===== Data in this exercise =====
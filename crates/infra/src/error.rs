//! Service-level error mapping.
//!
//! Domain errors and store errors are folded into one enum the callers (CLI,
//! an HTTP layer) can render: every variant carries enough context for a
//! user-facing message.

use thiserror::Error;

use tillbook_core::{DomainError, InvoiceId};

use crate::store::StoreError;

#[derive(Debug, Error)]
pub enum ServiceError {
    /// Malformed or empty input.
    #[error("validation failed: {0}")]
    Validation(String),

    #[error("product {0} not found")]
    ProductNotFound(String),

    #[error("product {0} is out of stock")]
    OutOfStock(String),

    #[error("insufficient stock for {product}. Available: {available}, Requested: {requested}")]
    InsufficientStock {
        product: String,
        available: i64,
        requested: i64,
    },

    #[error("invoice {0} not found")]
    InvoiceNotFound(InvoiceId),

    /// Any other missing record (category, product by id).
    #[error("{0} not found")]
    NotFound(String),

    /// Uniqueness rule broken (duplicate name, exhausted invoice numbering).
    #[error("conflict: {0}")]
    Conflict(String),

    #[error("invariant violated: {0}")]
    InvariantViolation(String),

    #[error("storage failure: {0}")]
    Store(#[source] StoreError),
}

pub type ServiceResult<T> = Result<T, ServiceError>;

impl From<DomainError> for ServiceError {
    fn from(value: DomainError) -> Self {
        match value {
            DomainError::Validation(msg) => ServiceError::Validation(msg),
            DomainError::InvalidId(msg) => ServiceError::Validation(msg),
            DomainError::InvariantViolation(msg) => ServiceError::InvariantViolation(msg),
            DomainError::NotFound(what) => ServiceError::NotFound(what),
            DomainError::Conflict(msg) => ServiceError::Conflict(msg),
            DomainError::OutOfStock { product } => ServiceError::OutOfStock(product),
            DomainError::InsufficientStock {
                product,
                available,
                requested,
            } => ServiceError::InsufficientStock {
                product,
                available,
                requested,
            },
        }
    }
}

impl From<StoreError> for ServiceError {
    fn from(value: StoreError) -> Self {
        match value {
            StoreError::Rejected(err) => err.into(),
            StoreError::DuplicateInvoiceNumber(n) => {
                ServiceError::Conflict(format!("invoice number {n} is already taken"))
            }
            other => ServiceError::Store(other),
        }
    }
}

impl ServiceError {
    /// Stable machine-readable code, e.g. for JSON error bodies.
    pub fn code(&self) -> &'static str {
        match self {
            ServiceError::Validation(_) => "validation_error",
            ServiceError::ProductNotFound(_) => "product_not_found",
            ServiceError::OutOfStock(_) => "out_of_stock",
            ServiceError::InsufficientStock { .. } => "insufficient_stock",
            ServiceError::InvoiceNotFound(_) => "invoice_not_found",
            ServiceError::NotFound(_) => "not_found",
            ServiceError::Conflict(_) => "conflict",
            ServiceError::InvariantViolation(_) => "invariant_violation",
            ServiceError::Store(_) => "store_error",
        }
    }
}
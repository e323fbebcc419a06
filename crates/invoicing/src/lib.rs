//! Invoicing domain module.
//!
//! Invoices, their embedded line items, and the pure planning logic that
//! decides how stock must move when an invoice is created, revised or deleted.
//! No IO, no storage: the infra crate executes the plans against a catalog.

pub mod invoice;
pub mod line_item;
pub mod plan;
pub mod policy;

pub use invoice::{Customer, Invoice, InvoiceDraft, change_for};
pub use line_item::{InvoiceLineItem, LineItemRequest, validate_requests};
pub use plan::{RevisionLine, RevisionPlan, StockDelta, demand_by_product, plan_revision};
pub use policy::{PriceSource, ReconcilePolicy, StockCommit};
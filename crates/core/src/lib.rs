//! Domain foundation building blocks for `tillbook`.
//!
//! This crate contains **pure domain** primitives shared by the catalog,
//! invoicing and reporting crates (no storage, no IO).

pub mod entity;
pub mod error;
pub mod id;

pub use entity::Entity;
pub use error::{DomainError, DomainResult};
pub use id::{CategoryId, InvoiceId, ProductId};
//! HTTP endpoints
//!
//! Pass-through access to the assistant plus history replay. These bypass
//! the chat log: nothing here is persisted or broadcast.

use std::sync::Arc;

use axum::{
    extract::State,
    http::StatusCode,
    response::{IntoResponse, Response},
    routing::{get, post},
    Json, Router,
};
use serde_json::json;
use thiserror::Error;
use tower_http::cors::CorsLayer;
use tower_http::trace::TraceLayer;
use tracing::{debug, error};

use chatrelay_connectors::AssistantError;
use chatrelay_protocol::{
    ImagePayload, MessageRecord, SpellingCorrection, TextRequest, TranslateRequest, Translation,
    WeatherReport, WeatherRequest, DEFAULT_TARGET_LANGUAGE,
};

use crate::persistence::StoreError;
use crate::state::AppState;
use crate::websocket::ws_handler;

#[derive(Debug, Error)]
pub enum ApiError {
    #[error("{0}")]
    InvalidInput(String),

    #[error(transparent)]
    Assistant(#[from] AssistantError),

    #[error(transparent)]
    Store(#[from] StoreError),
}

impl ApiError {
    pub fn status_code(&self) -> StatusCode {
        match self {
            ApiError::InvalidInput(_) => StatusCode::BAD_REQUEST,
            ApiError::Assistant(_) => StatusCode::BAD_GATEWAY,
            ApiError::Store(_) => StatusCode::INTERNAL_SERVER_ERROR,
        }
    }
}

impl IntoResponse for ApiError {
    fn into_response(self) -> Response {
        let status = self.status_code();
        if status.is_server_error() {
            error!(
                component = "http",
                event = "http.request.failed",
                status = status.as_u16(),
                error = %self,
                "Request failed"
            );
        } else {
            debug!(
                component = "http",
                event = "http.request.rejected",
                error = %self,
                "Request rejected"
            );
        }
        (status, Json(json!({ "error": self.to_string() }))).into_response()
    }
}

/// Every route the server exposes, WebSocket included.
pub fn router(state: Arc<AppState>, cors: CorsLayer) -> Router {
    Router::new()
        .route("/ws/{nickname}", get(ws_handler))
        .route("/messages", get(list_messages))
        .route("/spellcheck", post(spellcheck))
        .route("/translate", post(translate))
        .route("/weather", post(weather))
        .route("/generate-image", post(generate_image))
        .route("/health", get(health_handler))
        .layer(TraceLayer::new_for_http())
        .layer(cors)
        .with_state(state)
}

fn require(value: &str, field: &str) -> Result<(), ApiError> {
    if value.trim().is_empty() {
        return Err(ApiError::InvalidInput(format!("{field} must not be empty")));
    }
    Ok(())
}

async fn health_handler() -> impl IntoResponse {
    "OK"
}

async fn list_messages(
    State(state): State<Arc<AppState>>,
) -> Result<Json<Vec<MessageRecord>>, ApiError> {
    Ok(Json(state.store.all().await?))
}

async fn spellcheck(
    State(state): State<Arc<AppState>>,
    Json(req): Json<TextRequest>,
) -> Result<Json<SpellingCorrection>, ApiError> {
    require(&req.text, "text")?;
    Ok(Json(state.assistant.correct_spelling(&req.text).await?))
}

async fn translate(
    State(state): State<Arc<AppState>>,
    Json(req): Json<TranslateRequest>,
) -> Result<Json<Translation>, ApiError> {
    require(&req.text, "text")?;
    let target = req
        .target_language
        .as_deref()
        .map(str::trim)
        .filter(|lang| !lang.is_empty())
        .unwrap_or(DEFAULT_TARGET_LANGUAGE);
    Ok(Json(state.assistant.translate(&req.text, target).await?))
}

async fn weather(
    State(state): State<Arc<AppState>>,
    Json(req): Json<WeatherRequest>,
) -> Result<Json<WeatherReport>, ApiError> {
    require(&req.location, "location")?;
    Ok(Json(state.assistant.weather(&req.location).await?))
}

async fn generate_image(
    State(state): State<Arc<AppState>>,
    Json(req): Json<TextRequest>,
) -> Result<Json<ImagePayload>, ApiError> {
    require(&req.text, "text")?;
    let image = state.assistant.generate_image(&req.text).await?;
    Ok(Json(image.to_payload()))
}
=====
Pick out and copy the lines of the entries that hold the string "MessageRecord".

* Completed task:
    ImagePayload, MessageRecord, SpellingCorrection, TextRequest, TranslateRequest, Translation,
) -> Result<Json<Vec<MessageRecord>>, ApiError> {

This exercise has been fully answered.